The French Prime Minister, Manuel Valls, has already stated that there was a “clear failing…when 17 people die, it means there were cracks.” But cracks (or gaps) in a security system don’t necessarily mean failure—and therein lies the troubling dilemma for French intelligence and the government. Understanding what went wrong is key to understanding what can be done better to prevent such terrorist attacks. This is not just a problem for France. All countries affected by terrorism threats, including Canada, have a stake in understanding how the French system missed the threat posed by the Kouachi brothers, who conducted the massacre at the offices of the French satirical magazine Charlie Hebdo, and by Amedy Coulibay, who seized hostages in the Jewish supermarket in eastern Paris, killing four before being shot by French special forces.

The three terrorists were all well known to the French authorities, and both Cherif Kouachi and Amedy Coulibaly had been arrested in connection with previous terrorism offences. Cherif was convicted in 2008 and spent three years in prison, where he may well have been further radicalized. All three claimed allegiance to overseas terror networks: in the case of the Kouachi brothers to Al Qaeda in the Arabian Peninsula (one of the surviving Al Qaeda affiliates, based in Yemen), and in the case of Coulibaly to the Islamic State of Iraq and the Levant (ISIS).
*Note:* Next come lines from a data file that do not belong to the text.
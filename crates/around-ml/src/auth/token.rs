//! Access token type and OAuth2 token endpoint responses.

use std::fmt;

use jiff::{SignedDuration, Timestamp};
use serde::Deserialize;

use crate::error::{Error, Result};

/// OAuth2 bearer token.
///
/// The secret never shows up in `Debug` output.
#[derive(Clone, PartialEq, Eq)]
pub struct AccessToken {
    secret: String,
    expires_at: Option<Timestamp>,
}

impl fmt::Debug for AccessToken {
    fn fmt(&self, f: &mut fmt::Formatter<'_>) -> fmt::Result {
        f.debug_struct("AccessToken")
            .field("secret", &"[redacted]")
            .field("expires_at", &self.expires_at)
            .finish()
    }
}

impl AccessToken {
    /// Creates a token without a known expiry.
    pub fn new(secret: impl Into<String>) -> Self {
        Self {
            secret: secret.into(),
            expires_at: None,
        }
    }

    /// Sets the expiry reported by the issuer.
    #[must_use]
    pub fn with_expires_at(mut self, expires_at: Timestamp) -> Self {
        self.expires_at = Some(expires_at);
        self
    }

    /// Returns the raw token for the `Authorization` header.
    pub fn secret(&self) -> &str {
        &self.secret
    }

    /// Returns the expiry, if the issuer reported one.
    pub fn expires_at(&self) -> Option<Timestamp> {
        self.expires_at
    }

    /// Whether the issuer-reported expiry has passed.
    pub fn is_expired(&self) -> bool {
        self.expires_at
            .is_some_and(|expires_at| expires_at <= Timestamp::now())
    }
}

/// Successful response of an OAuth2 token endpoint or the metadata server.
#[derive(Debug, Deserialize)]
pub(crate) struct TokenResponse {
    #[serde(default)]
    access_token: Option<String>,
    #[serde(default)]
    expires_in: Option<i64>,
    #[serde(default)]
    token_type: Option<String>,
}

impl TokenResponse {
    pub(crate) fn into_access_token(self, issuer: &str) -> Result<AccessToken> {
        if let Some(token_type) = &self.token_type
            && !token_type.eq_ignore_ascii_case("bearer")
        {
            return Err(Error::auth(format!(
                "{issuer} issued unsupported token type '{token_type}'"
            )));
        }

        let secret = self
            .access_token
            .filter(|token| !token.is_empty())
            .ok_or_else(|| Error::auth(format!("{issuer} response holds no access token")))?;

        let token = AccessToken::new(secret);
        let expires_at = self
            .expires_in
            .and_then(|secs| Timestamp::now().checked_add(SignedDuration::from_secs(secs)).ok());

        Ok(match expires_at {
            Some(expires_at) => token.with_expires_at(expires_at),
            None => token,
        })
    }
}

/// Reads a token endpoint response into an [`AccessToken`].
///
/// Any non-2xx status or unexpected body is an authentication failure.
pub(crate) async fn read_token_response(
    response: reqwest::Response,
    issuer: &str,
) -> Result<AccessToken> {
    let status = response.status();
    let body = response
        .text()
        .await
        .map_err(|e| Error::auth_with_source(format!("failed to read {issuer} response"), e))?;

    if !status.is_success() {
        return Err(Error::auth(format!(
            "{issuer} responded with {status}: {body}"
        )));
    }

    let parsed: TokenResponse = serde_json::from_str(&body)
        .map_err(|e| Error::auth_with_source(format!("invalid {issuer} response"), e))?;

    parsed.into_access_token(issuer)
}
Learning more about those ties, including whether the terror attacks were in any way directed or orchestrated from outside France, is one of the top priorities for investigation. What is known is that Said Kouachi, the older brother and apparent ringleader of the Charlie Hebdo attack, had spent time in Yemen with AQAP as recently as 2012, including time in terror training camps. Anonymous French and U.S. intelligence sources have suggested that all three attackers were once subject to high-priority surveillance but that such surveillance had been relaxed or dropped altogether more recently. The Kouachi brothers were on U.S. and UK no-fly lists.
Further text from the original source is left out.